Bever and Filles de la Rouge making waves

Andrea Bever
Karen Lacombe

At the beginning of 2009, the only time Andrea Bever had ever rafted was during Frosh. Two years later, she became a Pan American Rafting Champion after winning the gold medal at the Pan American Championships in Brazil with her team, the Filles de la Rouge.

The Filles de la Rouge are one of the world’s best women’s rafting teams. They have won two consecutive Pan American Championships and received silver medals in the last two Canadian Championships. This year the team consists of six members: Captian Majorie Bourbeau, Marilou Salette, McGill alumni Diana Taneva, Stefanie McArdle, Karine Corriveau, and Andrea Bever. Just as incredible as the team’s success is Bever’s story of joining it.

Two years ago Bever never thought she would be a member of the Filles de la Rouge. In 2009 she applied to be a rafting guide on the Rouge River for the summer but didn’t expect to get the job.

“I just wanted to do something different for the summer and didn’t know what. I was looking into everything and applied to everything I could find on CaPS [McGill Career Planning Service],” said Bever. “I was surprised that they called me.”

After getting the call, Bever travelled to the Rouge River to complete her training. She quickly realized that she was getting into something far more intense than she had previously thought—she was rafting in freezing April waters and going down some serious rapids.

“It was terrifying,” she said. “My first weekend there I thought I was going to die. [But I kept doing it] because of my pride and because [my friends] made so much fun of me when they found out I was going [I couldn’t stop].”

That summer she met and began to paddle with the Filles de la Rouge. While she was working as a guide, the team needed a spare paddler and invited Bever to raft with them.

That summer the Filles had planned to travel to Sonamarg, India and compete in the Kashmir Cup. However it was a period of transition for the team with only two members of the team remaining and Bever was asked to join the squad. Bourbeau, Salette, Taneva and Bever are the only members of the current team to have made the trip to India. The Kashmir Cup was a learning experience for Bever as she had never raced competitively before.

“I’d trained two or three times before I went to India so it was completely new to me,” Bever said. “I had never done a slalom course before so the first slalom course I did was in India.”

The Filles de la Rouge finshed second in the Kashmir Cup and Bever began to train with the team. During the season they train three times a week on both flat water and on rapids.

Last summer the team traveled to Foz do Iguacu, Brazil to compete in the Pan American Championships. The championships are held biannually and the Filles de la Rouge entered as the defending champions. However, since their previous victory, two years earlier, there were some new members on the team.

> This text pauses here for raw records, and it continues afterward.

//! Cortex Configuration Management
//!
//! Provides configuration loading with support for:
//! - Global config: `~/.claude/cortex-embeddings/config.toml`
//! - Local config: `<repo>/.cortex/config.toml`
//! - Environment overrides via `CORTEX_*` variables
//!
//! Configuration is merged in order: defaults → global → local → env.

mod error;
mod loader;

pub use error::{ConfigError, Result};
pub use loader::ConfigLoader;

use serde::{Deserialize, Serialize};

/// Root configuration for Cortex.
///
/// Represents the fully merged configuration from all sources.
#[derive(Debug, Clone, Serialize, Deserialize, Default, PartialEq)]
#[serde(default)]
pub struct CortexConfig {
    /// Embedding pool configuration
    pub embedding: EmbeddingOptions,

    /// Change processor configuration
    pub change_processor: ChangeProcessorOptions,

    /// Live indexer configuration
    pub live_indexer: LiveIndexerOptions,

    /// Staging / file pickup configuration
    pub staging: StagingConfig,

    /// Logging configuration
    pub logging: LoggingConfig,
}

impl CortexConfig {
    /// Validate every section.
    pub fn validate(&self) -> Result<()> {
        self.embedding.validate()?;
        self.change_processor.validate()?;
        self.live_indexer.validate()?;
        Ok(())
    }
}

/// Embedding pool options.
///
/// # Example TOML
///
/// ```toml
/// [embedding]
/// process_count = 4
/// batch_size = 400
/// timeout_ms = 120000
/// ```
#[derive(Debug, Clone, Serialize, Deserialize, PartialEq)]
#[serde(default)]
pub struct EmbeddingOptions {
    /// Worker process count; 0 means `max(1, cores - 2)`
    pub process_count: usize,
    /// Initial adaptive batch size
    pub batch_size: usize,
    /// Hard per-batch timeout
    pub timeout_ms: u64,
}

impl Default for EmbeddingOptions {
    fn default() -> Self {
        Self {
            process_count: 0,
            batch_size: 400,
            timeout_ms: 120_000,
        }
    }
}

impl EmbeddingOptions {
    pub fn validate(&self) -> Result<()> {
        if self.batch_size == 0 {
            return Err(ConfigError::ValidationError(
                "embedding.batch_size must be at least 1".to_string(),
            ));
        }
        if self.timeout_ms == 0 {
            return Err(ConfigError::ValidationError(
                "embedding.timeout_ms must be positive".to_string(),
            ));
        }
        Ok(())
    }
}

/// Per-priority weight multipliers for queue ordering.
#[derive(Debug, Clone, Serialize, Deserialize, PartialEq)]
#[serde(default)]
pub struct PriorityWeights {
    pub critical: f32,
    pub high: f32,
    pub medium: f32,
    pub low: f32,
}

impl Default for PriorityWeights {
    fn default() -> Self {
        Self {
            critical: 4.0,
            high: 3.0,
            medium: 2.0,
            low: 1.0,
        }
    }
}

/// Change processor options.
#[derive(Debug, Clone, Serialize, Deserialize, PartialEq)]
#[serde(default)]
pub struct ChangeProcessorOptions {
    pub debounce_ms: u64,
    pub batch_size: usize,
    pub max_queue_size: usize,
    pub priority_weights: PriorityWeights,
}

impl Default for ChangeProcessorOptions {
    fn default() -> Self {
        Self {
            debounce_ms: 500,
            batch_size: 50,
            max_queue_size: 100,
            priority_weights: PriorityWeights::default(),
        }
    }
}

impl ChangeProcessorOptions {
    pub fn validate(&self) -> Result<()> {
        if self.max_queue_size == 0 {
            return Err(ConfigError::ValidationError(
                "change_processor.max_queue_size must be at least 1".to_string(),
            ));
        }
        Ok(())
    }
}

/// Live indexer options.
#[derive(Debug, Clone, Serialize, Deserialize, PartialEq)]
#[serde(default)]
pub struct LiveIndexerOptions {
    pub enable_content_analysis: bool,
    /// Importance threshold (0..100) below which changes are ignored
    pub analysis_threshold: f32,
    pub debounce_ms: u64,
    pub batch_size: usize,
    pub max_concurrent_files: usize,
    pub suspend_on_high_activity: bool,
}

impl Default for LiveIndexerOptions {
    fn default() -> Self {
        Self {
            enable_content_analysis: true,
            analysis_threshold: 15.0,
            debounce_ms: 500,
            batch_size: 50,
            max_concurrent_files: 5,
            suspend_on_high_activity: true,
        }
    }
}

impl LiveIndexerOptions {
    pub fn validate(&self) -> Result<()> {
        if !(0.0..=100.0).contains(&self.analysis_threshold) {
            return Err(ConfigError::ValidationError(format!(
                "live_indexer.analysis_threshold must be in 0..100, got {}",
                self.analysis_threshold
            )));
        }
        if self.max_concurrent_files == 0 {
            return Err(ConfigError::ValidationError(
                "live_indexer.max_concurrent_files must be at least 1".to_string(),
            ));
        }
        Ok(())
    }
}

/// Staging options controlling which files get picked up.
#[derive(Debug, Clone, Serialize, Deserialize, PartialEq)]
#[serde(default)]
pub struct StagingConfig {
    pub include_untracked_files: bool,
    pub max_untracked_files: usize,
    pub max_file_size_kb: u64,
    pub exclude_patterns: Vec<String>,
}

impl Default for StagingConfig {
    fn default() -> Self {
        Self {
            include_untracked_files: true,
            max_untracked_files: 200,
            max_file_size_kb: 1024,
            exclude_patterns: Vec::new(),
        }
    }
}

/// Logging configuration.
#[derive(Debug, Clone, Serialize, Deserialize, PartialEq)]
#[serde(default)]
pub struct LoggingConfig {
    /// Filter directive, e.g. "info" or "cortex_core=debug"
    pub filter: String,
}

impl Default for LoggingConfig {
    fn default() -> Self {
        Self {
            filter: "info".to_string(),
        }
    }
}

#[cfg(test)]
mod tests {
    use super::*;
    use pretty_assertions::assert_eq;

    #[test]
    fn test_defaults() {
        let config = CortexConfig::default();
        assert_eq!(config.embedding.batch_size, 400);
        assert_eq!(config.embedding.timeout_ms, 120_000);
        assert_eq!(config.change_processor.max_queue_size, 100);
        assert_eq!(config.live_indexer.max_concurrent_files, 5);
        assert!(config.validate().is_ok());
    }

    #[test]
    fn test_partial_toml_fills_defaults() {
        let config: CortexConfig = toml::from_str(
            r#"
            [embedding]
            process_count = 2

            [live_indexer]
            analysis_threshold = 30.0
            "#,
        )
        .unwrap();
        assert_eq!(config.embedding.process_count, 2);
        assert_eq!(config.embedding.batch_size, 400);
        assert!((config.live_indexer.analysis_threshold - 30.0).abs() < f32::EPSILON);
        assert!(config.live_indexer.enable_content_analysis);
    }

    #[test]
    fn test_validation_rejects_bad_threshold() {
        let mut config = CortexConfig::default();
        config.live_indexer.analysis_threshold = 150.0;
        assert!(config.validate().is_err());
    }

    #[test]
    fn test_validation_rejects_zero_queue() {
        let mut config = CortexConfig::default();
        config.change_processor.max_queue_size = 0;
        assert!(config.validate().is_err());
    }

    #[test]
    fn test_priority_weights_ordering() {
        let weights = PriorityWeights::default();
        assert!(weights.critical > weights.high);
        assert!(weights.high > weights.medium);
        assert!(weights.medium > weights.low);
    }
}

“We didn’t really know what would happen because we were a new group of girls and it was one of our first times racing together,” said Bever. “Winning was our goal because we were defending our championship but we didn’t know what would happen.”

In a competition there are four events; the Time Trial, the Sprint, the Slalom and the Downriver. Each event is different in length and technique, and worth a certain amount of points. The team that accumulates the most points in each of the events wins the championship.

In Brazil, the Filles de la Rouge entered the final event, the Downriver, barely trailing a team from Costa Rica. Bever had sat out the first three events but was in the boat for the deciding Downriver race.

“Since we went into the Downriver in second place we knew we had to get first if we were going to win,” said Bever. “That was a lot of stress because I was doing the Down river and hadn’t done the other events.”

With Bever in the boat, the Filles jumped out to a quick start and led the entire way to win the gold.

“We got in front right in the beginning and we stayed in front,” she said. “It was so exciting.”

This season the Filles de la Rouge are hoping to build on their success from last year. They’re competing in and hoping to win the Ottawa Valley Rafting Championship, Canadian Rafting Championship, the European Cup in Finland, Gauley Festival in West Virginia and the Pre World Championship.

Moreover, they’re hosting the Rouge River Race on July 1. The race is a fundraiser for the team and is open to competitive and casual rafters. In addition to the four standard events there will also be a rodeo in which competitors are awarded for having the best flip and surf.

In the long term, Bever and the Filles de la Rouge are hoping to compete in the Olympics. Rafting isn’t an Olympic sport, but at each Olympics the host country is able to choose trial sports for their country’s games. In five years rafting may be an Olympic sport since Brazil is hosting the 2016 Olympics and have the best men’s rafting team.

“We’re trying to get it to be an Olympic sport,” said Bever. “So our long term goal is to win an Olympic gold. I’m planning to raft for a long time. I want to [go to the Olympics] and I want to be there when it happens. Hopefully we’ll make it in.”